Custom application specific fields

idesk

  • idesk.documentType - Referencing the idesk specific documentType. This can be used as a search facet.
  • idesk.documentCategory - Referencing the idesk specific documentCategory. Can be used as a search facet.
  • idesk.documentSubcategory - Referencing the idesk specific documentSubcategory. Can be used as a search facet.
  • idesk.documentClassification - Referencing the idesk specific documentClassification. Can be used as a search facet.
  • idesk.subjectAreaId - Referencing the idesk specific subjectAreaId.
  • idesk.isRoot - Referencing the idesk specific isRoot element. Can be used as a search facet.
  • idesk.quickSearchField
  • idesk.rootId - Referencing the idesk specific rootId.

portals

  • portals.category - Referencing the portals specific category element. Can be used as search facet.
  • portals.subcategory - Referencing the portals specific subcategory element. Can be used as search facet.
  • portals.visibleInSuite

academy

  • academy.subjectArea - Referencing the academy specific subjectArea element. Can be used as search facet.

haufeshop

  • haufeshop.mediaType - Referencing the portals specific category element.

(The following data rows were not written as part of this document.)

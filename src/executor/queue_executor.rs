//! `Executor` implementation that enqueues onto an `ExecutionQueue`.

use super::Executor;
use crate::queue::{ExecutionQueue, Priority};
use std::fmt;

/// Executor bound to an `ExecutionQueue`, a priority and a label.
///
/// Holds a plain borrow of the queue, so it can never outlive it. Every
/// submission is enqueued; nothing runs inline, not even on `dispatch`.
///
/// Two executors are equal when they share the queue instance and the
/// priority. The label is descriptive only and takes no part in equality,
/// so `Hash` is not implemented.
#[derive(Clone)]
pub struct QueueExecutor<'q> {
    queue: &'q ExecutionQueue,
    priority: Priority,
    label: String,
}

impl<'q> QueueExecutor<'q> {
    /// Bind `queue` at `priority`, tagging submissions with `label`.
    pub fn new(queue: &'q ExecutionQueue, priority: Priority, label: String) -> Self {
        Self {
            queue,
            priority,
            label,
        }
    }

    /// The queue submissions go to.
    pub fn queue(&self) -> &'q ExecutionQueue {
        self.queue
    }

    /// Priority every submission is enqueued at.
    pub fn priority(&self) -> Priority {
        self.priority
    }

    /// Label every submission is enqueued with.
    pub fn label(&self) -> &str {
        &self.label
    }

    fn submit<F>(&self, f: F)
    where
        F: FnOnce() + 'static,
    {
        self.queue.enqueue(self.priority, self.label.clone(), f);
    }
}

impl Executor for QueueExecutor<'_> {
    type Context = ExecutionQueue;

    fn context(&self) -> &ExecutionQueue {
        self.queue
    }

    fn on_work_started(&self) {}

    fn on_work_finished(&self) {}

    fn dispatch<F, A>(&self, f: F, _allocator: &A)
    where
        F: FnOnce() + 'static,
        A: ?Sized,
    {
        self.submit(f);
    }

    fn post<F, A>(&self, f: F, _allocator: &A)
    where
        F: FnOnce() + 'static,
        A: ?Sized,
    {
        self.submit(f);
    }

    fn defer<F, A>(&self, f: F, _allocator: &A)
    where
        F: FnOnce() + 'static,
        A: ?Sized,
    {
        self.submit(f);
    }
}

impl PartialEq for QueueExecutor<'_> {
    fn eq(&self, other: &Self) -> bool {
        std::ptr::eq(self.queue, other.queue) && self.priority == other.priority
    }
}

impl Eq for QueueExecutor<'_> {}

impl fmt::Debug for QueueExecutor<'_> {
    fn fmt(&self, f: &mut fmt::Formatter<'_>) -> fmt::Result {
        f.debug_struct("QueueExecutor")
            .field("queue", &(self.queue as *const ExecutionQueue))
            .field("priority", &self.priority)
            .field("label", &self.label)
            .finish()
    }
}
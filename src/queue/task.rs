//! Owned, type-erased units of deferred work.

use super::priority::Priority;
use crate::config::TieBreak;
use std::cmp::Ordering;
use std::fmt;

/// One pending piece of work: priority, label and a run-once body.
///
/// Handles are move-only. The queue owns them while pending and gives up
/// ownership at pop time, so a body can never be invoked twice.
pub struct TaskHandle {
    priority: Priority,
    label: String,
    // Secondary ordering key among equal priorities; larger pops first.
    tie_key: u64,
    body: Box<dyn FnOnce()>,
}

impl TaskHandle {
    pub(crate) fn new<F>(priority: Priority, label: String, seq: u64, tie_break: TieBreak, body: F) -> Self
    where
        F: FnOnce() + 'static,
    {
        let tie_key = match tie_break {
            TieBreak::Fifo => u64::MAX - seq,
            TieBreak::Lifo => seq,
        };

        TaskHandle {
            priority,
            label,
            tie_key,
            body: Box::new(body),
        }
    }

    /// Priority the task was enqueued with.
    pub fn priority(&self) -> Priority {
        self.priority
    }

    /// Descriptive label; takes no part in ordering.
    pub fn label(&self) -> &str {
        &self.label
    }

    pub(crate) fn into_parts(self) -> (Priority, String, Box<dyn FnOnce()>) {
        (self.priority, self.label, self.body)
    }
}

impl PartialEq for TaskHandle {
    fn eq(&self, other: &Self) -> bool {
        self.priority == other.priority && self.tie_key == other.tie_key
    }
}

impl Eq for TaskHandle {}

impl PartialOrd for TaskHandle {
    fn partial_cmp(&self, other: &Self) -> Option<Ordering> {
        Some(self.cmp(other))
    }
}

impl Ord for TaskHandle {
    fn cmp(&self, other: &Self) -> Ordering {
        self.priority
            .cmp(&other.priority)
            .then_with(|| self.tie_key.cmp(&other.tie_key))
    }
}

impl fmt::Debug for TaskHandle {
    fn fmt(&self, f: &mut fmt::Formatter<'_>) -> fmt::Result {
        f.debug_struct("TaskHandle")
            .field("priority", &self.priority)
            .field("label", &self.label)
            .finish()
    }
}
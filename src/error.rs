//! Error types.

use crate::queue::Priority;

/// Result alias used across the crate.
pub type Result<T> = std::result::Result<T, Error>;

/// Errors reported by the queue.
#[derive(Debug, thiserror::Error)]
pub enum Error {
    /// Invalid `QueueConfig`.
    #[error("config error: {0}")]
    Config(String),

    /// A task body panicked under `try_run_highest`.
    #[error("task '{label}' (priority {priority}) panicked: {message}")]
    TaskPanicked {
        /// Priority of the failed task.
        priority: Priority,
        /// Label of the failed task.
        label: String,
        /// Panic message.
        message: String,
    },

    /// Telemetry could not be set up.
    #[error("telemetry error: {0}")]
    Telemetry(String),
}

impl Error {
    /// Build an `Error::Config`.
    pub fn config<S: Into<String>>(msg: S) -> Self {
        Error::Config(msg.into())
    }

    /// Build an `Error::Telemetry`.
    pub fn telemetry<S: Into<String>>(msg: S) -> Self {
        Error::Telemetry(msg.into())
    }

    /// Build an `Error::TaskPanicked`.
    pub fn task_panicked<L, M>(priority: Priority, label: L, message: M) -> Self
    where
        L: Into<String>,
        M: Into<String>,
    {
        Error::TaskPanicked {
            priority,
            label: label.into(),
            message: message.into(),
        }
    }

    /// Label of the task that failed, if this error came from a task body.
    pub fn task_label(&self) -> Option<&str> {
        match self {
            Error::TaskPanicked { label, .. } => Some(label),
            _ => None,
        }
    }
}

#[cfg(test)]
mod tests {
    use super::*;

    #[test]
    fn test_task_panicked_display() {
        let err = Error::task_panicked(Priority::HIGH, "flush", "disk full");
        assert_eq!(
            err.to_string(),
            "task 'flush' (priority 100) panicked: disk full"
        );
        assert_eq!(err.task_label(), Some("flush"));
    }

    #[test]
    fn test_config_error_has_no_label() {
        let err = Error::config("bad");
        assert_eq!(err.to_string(), "config error: bad");
        assert!(err.task_label().is_none());
    }
}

Can be used as search facet.
  • haufeshop.topProduct

hot

  • hot.category_title
  • hot.category_id
  • hot.parent_category_id
  • hot.sold_out

Local Field References

Local field references are used to bind names to locations within content hub documents and to specify the relative relevance weight associated with these locations, respectively. These names can then be used to specify scopes of full-text queries in Search Expressions.

Each occurrence of the query parameter field defines a single local field reference. (Note that a search request can include an arbitrary number of field query parameters!)

The syntax of a local field reference is as follows (in EBNF syntax)

local-field-reference = reference-id ':' field-spec { sep field-spec } ;<1>

reference-id = ref-start-char ref-char\* ;<2> <3>

ref-start-char = letter | '\_' ; ref-char = digit | '-' | ref-start-char
; field-spec = field-name { ',' qualification } ;<4>

field-name = ? database field name, in practice an NCName ? ;<5>

qualification = weight ; 

weight = 'weight:' decimal ;<6> <7>

decimal = \[ '+' | '-' \] ( '0' | ( non-zero-digit digit\* )) \[ '.'
digit\* \] ; sep = ( ' ' | '+' ) { sep } ; letter = ? any of the
characters 'A' - 'Z' and 'a' - 'z' ? ; digit = '0' | non-zero-digit ;
non-zero-digit = '1' | '2' | '3' | '4' | '5' | '6' | '7' | '8' | '9'
  1. If more than one field specification is given, than the scope defined by this local field reference is the union of all specified fields (with their respective weights taken into account for the computation of relevance scores in case of matches).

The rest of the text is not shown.